Why Don’t You Eat More? Why Are You So Skinny?
The devil is in the details, and in this case, the details are how you communicate your concern to someone (assuming you’re actually concerned about them when you say this and not just being an ass). Blurting out a judgmental statement about how skinny someone is is unlikely to start a meaningful conversation about the subject. It’s also likely to put the other person on the defensive, which isn’t a great way to get them to open up to you.
If you’re legitimately concerned with how thin someone has become, it can literally save his or her life if you take it upon yourself to address the issue with true concern. Making wisecracks about their body, however, isn’t helpful.

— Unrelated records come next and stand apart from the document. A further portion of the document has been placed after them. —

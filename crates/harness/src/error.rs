//! Harness error types

use thiserror::Error;

#[derive(Error, Debug)]
pub enum HarnessError {
    #[error("Model error: {0}")]
    Model(#[from] qlogit_model::ModelError),

    #[error("Fixed-point error: {0}")]
    FixedPoint(#[from] qlogit_fixed_point::FixedPointError),

    #[error("IO error: {0}")]
    Io(#[from] std::io::Error),

    #[error("JSON error: {0}")]
    Json(#[from] serde_json::Error),

    #[error("Invalid input: {0}")]
    InvalidInput(String),
}

pub type Result<T> = std::result::Result<T, HarnessError>;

Instead, sit down with the person in a private place. Tell them that you’re concerned about them and why, and ask them if you can help them in any way. Don’t push them, and don’t be judgmental. Listen to them, and let them know you’re here for them. You know, like a friend should be.
Oh You’re Being So Good, Eating a Salad!
I get this one all the time because I’m a dietitian. For some reason, people who have their own food issues seem to care a great deal about what’s on everyone else’s plate. It’s really irritating eating a meal or snack when you know you’re being watched. I used to have someone in my family who commented on everything I ate, and it was insufferable. I dreaded being around her during meals, and believe me – if you keep commenting about other peoples’ food, no one will want to eat around you, either. Eyes on your own plate.
Come On, Just Have One…It’s Your Favorite, I Made it for You!
I don’t care if the most famous chef in the world made it for me, if I don’t want it, don’t force or pressure me into eating it. Period.
Please understand that people who are committed to eating healthfully need you to back off and get over the fact that they’re not going to eat what they don’t want to eat. It’s incredibly rude to push someone to eat something they don’t want, whatever their reason may be. Actually, it’s ruder than them refusing the food they’re being offered. If you’re on the receiving end of this comment, and you feel trapped, take some of the food for later and ditch it or give it away after you escape.
Look at her, She’s Supposed to be on a Diet and She’s Eating Cake!
Just mind your own business. Comments like these, usually in collaboration with another like-minded person who likes to gossip, are mean-spirited. What do you care if a person you know is supposed to be trying to eat healthily but chooses to eat a plate of French fries? You’ve never done that yourself, Miss Perfect?
No one lives his or her life flawlessly, nor would I recommend trying, especially in terms of nutrition. Perfection doesn’t exist.
Instead of criticizing, think of something nice to say about the person and try to remember that we’re all human.
Just Don’t Eat So Much And You’ll Be Fine!
Hey, thanks for the tip. If it were that easy, wouldn’t everyone be at their ideal weight? Food choices and eating behaviors are so complicated, and to oversimplify a person’s overeating issues to the point of telling them to just stop eating so much is absurd and thoughtless. Please try to realize that comments like this aren’t supportive or helpful. If the subject comes up, ask the person how you can help them succeed with their nutrition goals. It feels great to be a supportive friend, and they’d do it for you, right?
Whatever happens, always try to err on the side of being kind. You’ll never regret it, and you never know when the shoe will be on the other foot.